I am to thankful for all those the emailed and expressed concern about my site being down this past week. Your kindness was very thoughtful. Thank you. It's nice to be back. I have used this blogging forum for over 8 years and it was strange to have there be problems and not be able to log in a write.
My hosting site, I think that is the correct term... I am really not very computer or internet savvy, has been having a DdoS attack. For those that are not familiar with that acronym from what I can figure out someone is attacking or flooding all the main hosting people and essential overtaking their ability to function. There has been confirmation of "extortion money" wanted from the cyber criminals to get the sites back up and running. The FBI is even involved.
As write this and over the past week I realize how vulnerable the internet is and I am powerless to do anything about it. I think about the geniuses who understand what is going on and marvel at my own nothingness.

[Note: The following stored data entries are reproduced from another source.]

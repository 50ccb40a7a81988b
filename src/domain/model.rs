use serde::{Serialize, Serializer};
use std::collections::BTreeMap;

/// One submitted ingredient after validation.
#[derive(Debug, Clone, Copy, Default, PartialEq, Serialize)]
pub struct IngredientInput {
    pub quantity: f64,
    pub cost: f64,
}

/// Built by `Catalog::validate_request`; never deserialized directly, since
/// each field needs its own validation message.
#[derive(Debug, Clone, Default, Serialize)]
pub struct CalculationRequest {
    pub ingredients: BTreeMap<String, IngredientInput>,
}

/// A computed metric: a number, or `NA` when the inputs cannot produce one.
#[derive(Debug, Clone, Copy, PartialEq)]
pub enum MetricValue {
    Number(f64),
    NotAvailable,
}

impl MetricValue {
    pub fn as_number(&self) -> Option<f64> {
        match self {
            MetricValue::Number(v) => Some(*v),
            MetricValue::NotAvailable => None,
        }
    }

    pub fn map(self, f: impl FnOnce(f64) -> f64) -> Self {
        match self {
            MetricValue::Number(v) => MetricValue::Number(f(v)),
            MetricValue::NotAvailable => MetricValue::NotAvailable,
        }
    }

    /// Rounds to 4 decimal places; non-finite values become `NA`.
    ///
    /// Rounding goes through decimal formatting, which rounds the exact binary
    /// value: `0.00035` is stored just below the tie and rounds to `0.0003`.
    pub fn rounded(self) -> Self {
        match self {
            MetricValue::Number(v) if v.is_finite() => match format!("{:.4}", v).parse::<f64>() {
                // avoid serializing -0.0
                Ok(r) => MetricValue::Number(if r == 0.0 { 0.0 } else { r }),
                Err(_) => MetricValue::NotAvailable,
            },
            _ => MetricValue::NotAvailable,
        }
    }
}

impl Serialize for MetricValue {
    fn serialize<S: Serializer>(&self, serializer: S) -> std::result::Result<S::Ok, S::Error> {
        match self {
            MetricValue::Number(v) => serializer.serialize_f64(*v),
            MetricValue::NotAvailable => serializer.serialize_str("NA"),
        }
    }
}

pub type CalculationResults = BTreeMap<&'static str, MetricValue>;

#[derive(Debug, Clone, Serialize)]
pub struct CalculationResponse {
    pub success: bool,
    pub results: CalculationResults,
    pub timestamp: String,
}

#[derive(Debug, Clone, Serialize)]
pub struct WorkerSnapshot {
    pub id: usize,
    pub capacity: usize,
    pub in_flight: usize,
    pub served: u64,
    pub timed_out: u64,
}

#[derive(Debug, Clone, Serialize)]
pub struct HealthReport {
    pub status: &'static str,
    pub csv_loaded: bool,
    pub csv_rows: usize,
    pub ingredients_count: usize,
    pub workers: Vec<WorkerSnapshot>,
}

I am a one woman show here. I don't have a team of people working behind the scenes (except my hosting site) to make allisonkimball.com run. I format in the smallest of ways, thankfully there is a template and a place to ask questions, but if something goes wrong I have to fix it. I create the content, photograph, and write. I suppose in all fairness I have a wonderful team (my family) that creates the content, I just document it. I am the woman behind the email answering questions, helping with downloads, dealing with issues. As I write this it makes it look as if I do nothing at all, I'm not sure why sometimes I feel overwhelmed.
My site is but a small trickle (thanks Samantha for the beautiful illustration) in the overall picture of websites; a tiny corner that I occupy. I am like the little people drawing with sidewalk chalk, when great masterpieces are being created. But I'm fond of this little place and all that has been created over time. I love looking back and seeing the growth of my family. I am humbled by the impressions and promptings that guide me to make choices about the content and financial end of our site. I am not compensated financially in anyway for the site content and downloads. I periodically ask God why it is to be this way, especially when a really great offer comes around, but I quickly humble myself and acknowledge that His ways are not my ways and I try to be obedient.
If I am going to be really honest, I am blessed and compensated in more ways than I can innumerate so it's really not an issue. Sometimes the selfish me has more control... almost always.
So today I am trying to feel more gratitude for the things I take for granted, like my dishwasher or a hot shower. Instead of looking around and seeing all the baseboards and walls that need to be cleaned or the carpet than needs to be vacuumed, I am trying to be happy that the toys are picked up and not a shoe is in sight. I am abundantly thankful for a washer and dryer that runs constantly making our clothing smell wonderful.
I have loved the beautiful spring weather, but I am so thankful for the wonderful storm that rolled into the valley last night and cleared away the pollen so Brick can breath again. I love a noisy spring storm.
I am appreciating today the chatter that is happening over my shoulder as Dash and Loaf play, color their projects, and interact. They are such good friends and I will miss this time when it is gone.
I am so thankful for a silly dog who puts a slimy ball at the back of my chair so that I can play fetch across the house while I am working. The little clicking of her nails (or are they claws... paw-nails sound less menacing) on the tile as she runs after the ball.
I am humbled to be able to hear and read the word of God every single day if I chose to. I can feel the whispering so the Spirit that guides my life and that of my family. I have a Savior that atoned for my sins. I don't remember Him enough in my day.
Today, I am grateful for all of you. Those who come here each day and share my life. You offer hope and love on discouraging days and congratulations during the triumphant times. Unexpected friendships have come because of this tiny corner of the internet. I am blessed beyond measure because of you and your support. Thank you. I look forward to what the future will bring and all that we can share.